Director: Mario Bava

Notable Cast: Barbara Steele, John Richardson, Andrea Checchi, Ivo Garrani, Arturo Dominici, Enrico Olivieri

As my Mario Bava-thon continues, it seemed fitting to go back a little in his catalog and look at his “debut” film Black Sunday – or as it’s called in some markets, The Mask of Satan. I say “debut” because he was known for finishing a plethora of various films prior to this one (including I, Vampiri which is included on the Blu-Ray/DVD combo pack from Arrow Video), but really it’s Black Sunday that showcases a film that is fully Bava throughout. Even then, Black Sunday is the fairly flawed film despite the strength of director Bava and it’s not one that may immediately grab some of the more discerning cinephiles. Don’t write it off though as the Universal/Hammer Italian knock off that it would seem to be at times because Black Sunday still carries some great elements to make it a slick cult film.

A couple of doctors (Richardson, Checchi) find themselves stuck in the middle of Moldavia at the wrong time. In the midst of their exploration as their carriage is fixed, they discover a crypt and accidentally awaken an evil woman (Steele) hellbent on coming back to the land of the living through the nearby family of royalty. Now they will have to uncover just who she is and figure out how to defeat her before she returns to life.

The mask of Satan.
In a lot of ways, Black Sunday is a hodge podge mixture of various popular horror films that came before. There’s a little bit of Dracula, a little bit of The Mummy, and various other films and it’s obvious that this film is more or less a cash in on the popularity and style of those films, particularly the boom of horror films happening at Hammer a few years prior. In a lot of ways, this mixture of influences gives the film a rather muddled narrative.
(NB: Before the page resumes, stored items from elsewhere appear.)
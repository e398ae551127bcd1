use anyhow::{bail, Context, Result};
use clap::Parser;
use openpull::{Config, Manager, Severity};
use std::process::Stdio;
use tokio::io::{AsyncBufReadExt, AsyncRead, BufReader};
use tokio::process::Command;
use tracing::{info, warn};

#[derive(Parser)]
#[command(name = "openpull")]
#[command(
    about = "Run a command and forward its output to remote readers",
    long_about = None
)]
struct Cli {
    /// Connection string; defaults to $OPENPULL_URL, then the config file
    #[arg(long)]
    url: Option<String>,

    /// Command to run with its output forwarded
    #[arg(trailing_var_arg = true, allow_hyphen_values = true, required = true)]
    command: Vec<String>,
}

#[tokio::main]
async fn main() -> Result<()> {
    tracing_subscriber::fmt()
        .with_env_filter(tracing_subscriber::EnvFilter::from_default_env())
        .init();

    let cli = Cli::parse();
    let config = Config::load()?;

    let Some(url) = config.resolve_url(cli.url) else {
        bail!("no connection string: pass --url, set OPENPULL_URL, or configure ~/.openpull/config.toml");
    };

    let manager = Manager::connect_opts(&url, config.manager_options()).await?;
    info!(
        "connected as {} ({})",
        manager.peer_id().unwrap_or_default(),
        manager.role()
    );

    let (program, args) = cli.command.split_first().context("empty command")?;
    let mut child = Command::new(program)
        .args(args)
        .stdout(Stdio::piped())
        .stderr(Stdio::piped())
        .spawn()
        .with_context(|| format!("failed to spawn {program}"))?;

    let stdout = child.stdout.take().context("child stdout not captured")?;
    let stderr = child.stderr.take().context("child stderr not captured")?;
    tokio::spawn(pump(manager.clone(), stdout, Severity::Info, false));
    tokio::spawn(pump(manager.clone(), stderr, Severity::Error, true));

    let status = tokio::select! {
        status = child.wait() => status.context("failed to wait for child")?,
        _ = tokio::signal::ctrl_c() => {
            warn!("interrupted, stopping child");
            let _ = child.start_kill();
            child.wait().await.context("failed to wait for child")?
        }
    };

    // Give freshly opened channels a moment to drain before teardown.
    tokio::time::sleep(config.exit_drain()).await;
    manager.disconnect();

    std::process::exit(status.code().unwrap_or(1));
}

/// Echo one child stream to our own and forward each line.
async fn pump<R>(manager: Manager, reader: R, default: Severity, to_stderr: bool)
where
    R: AsyncRead + Unpin,
{
    let mut lines = BufReader::new(reader).lines();
    while let Ok(Some(line)) = lines.next_line().await {
        if to_stderr {
            eprintln!("{line}");
        } else {
            println!("{line}");
        }
        manager.submit_line(&line, default);
    }
}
Throughout the runtime I was trying to figure out if the evil woman was a witch, a vampire, or something else and Black Sunday seems intent to keeping those things on the down low or throwing in bits of each instead of embracing a new kind of mythology for it. So don’t expect the film to explain things outside of the basics of the plot to get things moving.
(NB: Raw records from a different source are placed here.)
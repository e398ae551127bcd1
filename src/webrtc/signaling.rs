//! Signaling-driven connection management.
//!
//! One socket task drives everything: it decodes signaling traffic, runs the
//! handshake, elects initiators, owns teardown, and replays the retention
//! buffer when a reader's channel opens. Link callbacks and timers report
//! back into the same task through [`PeerEvent`], so registry and link state
//! are only ever mutated from one place.

use anyhow::{bail, Context, Result};
use futures::{SinkExt, StreamExt};
use std::cell::Cell;
use std::collections::HashMap;
use std::ops::ControlFlow;
use std::panic::{catch_unwind, AssertUnwindSafe};
use std::sync::atomic::{AtomicBool, AtomicU32, Ordering};
use std::sync::{Arc, Mutex, RwLock};
use tokio::io::AsyncRead;
use tokio::net::TcpStream;
use tokio::sync::{mpsc, oneshot, watch};
use tokio_tungstenite::tungstenite::Message;
use tokio_tungstenite::{
    connect_async, connect_async_tls_with_config, Connector, MaybeTlsStream, WebSocketStream,
};
use tracing::{debug, error, info, trace, warn};
use webrtc::peer_connection::peer_connection_state::RTCPeerConnectionState;

use super::auth::challenge_proof;
use super::peer::{PeerEvent, PeerLink};
use super::types::{
    short_peer, ManagerOptions, PeerInfo, SessionSdp, SignalMessage, JOIN_SETTLE_DELAY,
    MAX_RECONNECT_ATTEMPTS, STALE_SWEEP_INTERVAL,
};
use crate::delivery::{LogEntry, RetentionBuffer, Severity};
use crate::intercept::{self, Tee};
use crate::observer::{Registry, Subscription};
use crate::uri::{parse_connection_string, ConnectionInfo, Role};

type LogHandler = dyn Fn(&LogEntry) + Send + Sync;
type ConnectionHandler = dyn Fn(&str, bool) + Send + Sync;
type Socket = WebSocketStream<MaybeTlsStream<TcpStream>>;

/// Handle to a connected forwarding session.
///
/// Cheap to clone; every clone drives the same session. The handle stays
/// valid after [`Manager::disconnect`], but all sends become no-ops.
#[derive(Clone)]
pub struct Manager {
    inner: Arc<Inner>,
}

struct Inner {
    info: ConnectionInfo,
    options: ManagerOptions,
    /// Server-assigned id; set on `auth_success`, cleared by cleanup.
    peer_id: RwLock<Option<String>>,
    /// Currently-known peers by id.
    peers: RwLock<HashMap<String, Role>>,
    links: RwLock<HashMap<String, Arc<PeerLink>>>,
    buffer: RetentionBuffer,
    log_observers: Registry<LogHandler>,
    connection_observers: Registry<ConnectionHandler>,
    signal_tx: mpsc::UnboundedSender<SignalMessage>,
    event_tx: mpsc::UnboundedSender<PeerEvent>,
    attempts: AtomicU32,
    closed: AtomicBool,
    shutdown: watch::Sender<bool>,
    connect_waiter: Mutex<Option<oneshot::Sender<Result<String, String>>>>,
}

impl Manager {
    /// Parse `url` and connect with default options.
    pub async fn connect(url: &str) -> Result<Manager> {
        Self::connect_opts(url, ManagerOptions::default()).await
    }

    /// Parse `url`, derive the signaling endpoint, and connect.
    ///
    /// Resolves once the handshake completes; rejects on a malformed
    /// connection string, socket failure, or a server-sent error.
    pub async fn connect_opts(url: &str, options: ManagerOptions) -> Result<Manager> {
        let info = parse_connection_string(url)?;
        let endpoint = signaling_url(&info);
        Self::connect_endpoint(&endpoint, info, options).await
    }

    /// Connect against an explicit signaling endpoint.
    ///
    /// Normally the endpoint is derived from the connection string
    /// (`wss://<host>/<publicToken?>`); this entry point exists for setups
    /// where the signaling service is reached through a different address
    /// than the advertised authority.
    pub async fn connect_endpoint(
        endpoint: &str,
        info: ConnectionInfo,
        options: ManagerOptions,
    ) -> Result<Manager> {
        let socket = open_socket(endpoint, &info).await?;
        info!("signaling socket open: {endpoint}");

        let (signal_tx, signal_rx) = mpsc::unbounded_channel();
        let (event_tx, event_rx) = mpsc::unbounded_channel();
        let (shutdown, shutdown_rx) = watch::channel(false);
        let (connect_tx, connect_rx) = oneshot::channel();

        let retention = options.retention;
        let inner = Arc::new(Inner {
            info,
            options,
            peer_id: RwLock::new(None),
            peers: RwLock::new(HashMap::new()),
            links: RwLock::new(HashMap::new()),
            buffer: RetentionBuffer::new(retention),
            log_observers: Registry::new(),
            connection_observers: Registry::new(),
            signal_tx,
            event_tx,
            attempts: AtomicU32::new(0),
            closed: AtomicBool::new(false),
            shutdown,
            connect_waiter: Mutex::new(Some(connect_tx)),
        });

        tokio::spawn(run_loop(
            inner.clone(),
            socket,
            signal_rx,
            event_rx,
            shutdown_rx,
        ));

        match connect_rx.await {
            Ok(Ok(peer_id)) => {
                info!(
                    "authenticated as {} ({})",
                    short_peer(&peer_id),
                    inner.info.role
                );
                Ok(Manager { inner })
            }
            Ok(Err(message)) => bail!("{message}"),
            Err(_) => bail!("signaling connection closed during handshake"),
        }
    }

    /// Role this session authenticated as.
    pub fn role(&self) -> Role {
        self.inner.info.role
    }

    /// Server-assigned peer id, when authenticated.
    pub fn peer_id(&self) -> Option<String> {
        self.inner.peer_id.read().ok().and_then(|id| id.clone())
    }

    /// Snapshot of the currently-known peers.
    pub fn peers(&self) -> Vec<PeerInfo> {
        self.inner
            .peers
            .read()
            .map(|peers| {
                peers
                    .iter()
                    .map(|(peer_id, role)| PeerInfo {
                        peer_id: peer_id.clone(),
                        role: *role,
                    })
                    .collect()
            })
            .unwrap_or_default()
    }

    /// Number of peers with an open data channel.
    pub fn connection_count(&self) -> usize {
        self.inner
            .links
            .read()
            .map(|links| links.values().filter(|l| l.is_open()).count())
            .unwrap_or(0)
    }

    /// Entries currently held in the retention buffer.
    pub fn buffered_count(&self) -> usize {
        self.inner.buffer.len()
    }

    /// Socket-loss counter. There is no automatic retry loop; the counter
    /// exists for callers that implement their own.
    pub fn reconnect_attempts(&self) -> u32 {
        self.inner.attempts.load(Ordering::Relaxed)
    }

    pub fn max_reconnect_attempts() -> u32 {
        MAX_RECONNECT_ATTEMPTS
    }

    /// Buffer `entry` and broadcast it to every open reader channel.
    ///
    /// Never fails; a session in reader role warns and drops the entry.
    pub fn send_log(&self, entry: LogEntry) {
        if self.inner.info.role != Role::Appender {
            warn!("send_log ignored: session is connected in reader role");
            return;
        }
        self.inner.submit_entry(entry);
    }

    /// Feed one raw output line through parse, filter, and delivery.
    pub fn submit_line(&self, line: &str, default: Severity) {
        if intercept::should_skip(line) {
            return;
        }
        let entry = intercept::parse_line(line, default);
        if entry.message.is_empty() {
            return;
        }
        self.send_log(entry);
    }

    /// Tail a child's stdout/stderr, forwarding each line at severity
    /// info/error respectively. Returns immediately; tailing stops when the
    /// streams end.
    pub fn forward_streams<O, E>(&self, stdout: O, stderr: E)
    where
        O: AsyncRead + Unpin + Send + 'static,
        E: AsyncRead + Unpin + Send + 'static,
    {
        tokio::spawn(intercept::tail_lines(
            self.clone(),
            stdout,
            Severity::Info,
        ));
        tokio::spawn(intercept::tail_lines(
            self.clone(),
            stderr,
            Severity::Error,
        ));
    }

    /// Wrap a writer so its output is mirrored unchanged and forwarded.
    /// Dropping the tee restores plain writing.
    pub fn tee<W: std::io::Write>(&self, inner: W, default: Severity) -> Tee<W> {
        Tee::new(self.clone(), inner, default)
    }

    /// Register a log-arrival handler. Fires for locally submitted entries
    /// (appender) and entries received over a data channel (reader).
    pub fn on_log(&self, handler: impl Fn(&LogEntry) + Send + Sync + 'static) -> Subscription {
        self.inner.log_observers.insert(Arc::new(handler))
    }

    /// Register a connection-state handler, invoked with `(peer_id, connected)`.
    pub fn on_connection(
        &self,
        handler: impl Fn(&str, bool) + Send + Sync + 'static,
    ) -> Subscription {
        self.inner.connection_observers.insert(Arc::new(handler))
    }

    /// Tear the session down: sweep timer, links, registry, socket. Safe to
    /// call more than once.
    pub fn disconnect(&self) {
        let _ = self.inner.shutdown.send(true);
        let inner = self.inner.clone();
        tokio::spawn(async move {
            inner.cleanup().await;
        });
    }

    pub(crate) fn in_submission(&self) -> bool {
        IN_SUBMISSION.with(|flag| flag.get())
    }
}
In a way it’s somewhat frustrating as the film fails to flesh out some of the questions that the audience has with the character interactions or the mythology of the Satanic “monsters” intent on killing folks. However, at times this vague plotting and occasional vague characterization is a benefit to the film. Instead of simply following the structure and formula established in other classic monster movies, Black Sunday burns its own path and this allows Bava to do what he does best: atmosphere. With slabs of gothic imagery and set designs that seem far too detailed and complex for their own good, this film uses its design and how Bava shoots it to create an atmosphere that fully encapsulates the ‘another time, another place’ aspect of the film right down to its black and white color scheme. Sure, the romantic subplot might be a bit weak, but who cares when this film adds a sense of mystery and vague horror to it? Yeah, the twist of having Barbara Steele play the damsel in distress and the evil undead mistress wraps up in very predictable ways, but who cares when every piece of the plot and performance only adds to the tone of the film? That’s the key to Black Sunday’s success and the more I think about it, the more it overrides the glaring flaws of its script.

Glorious sets. Just glorious.
While Black Sunday is definitely a flawed film as it quickly brushes over the deeper elements of its writing and performances, the film will instantly appeal to those cult film fans or those that are addicted to the old school style of horror films like Universal and Hammer knocked out decades ago. The Arrow Video release really adds a lot of great information about the film with in depth articles, a fantastic transfer, and an entire second film, but the true star of this film is the atmosphere created by director Mario Bava – and it’s worth the look for cinephiles simply for that. The rest is just icing on the cake.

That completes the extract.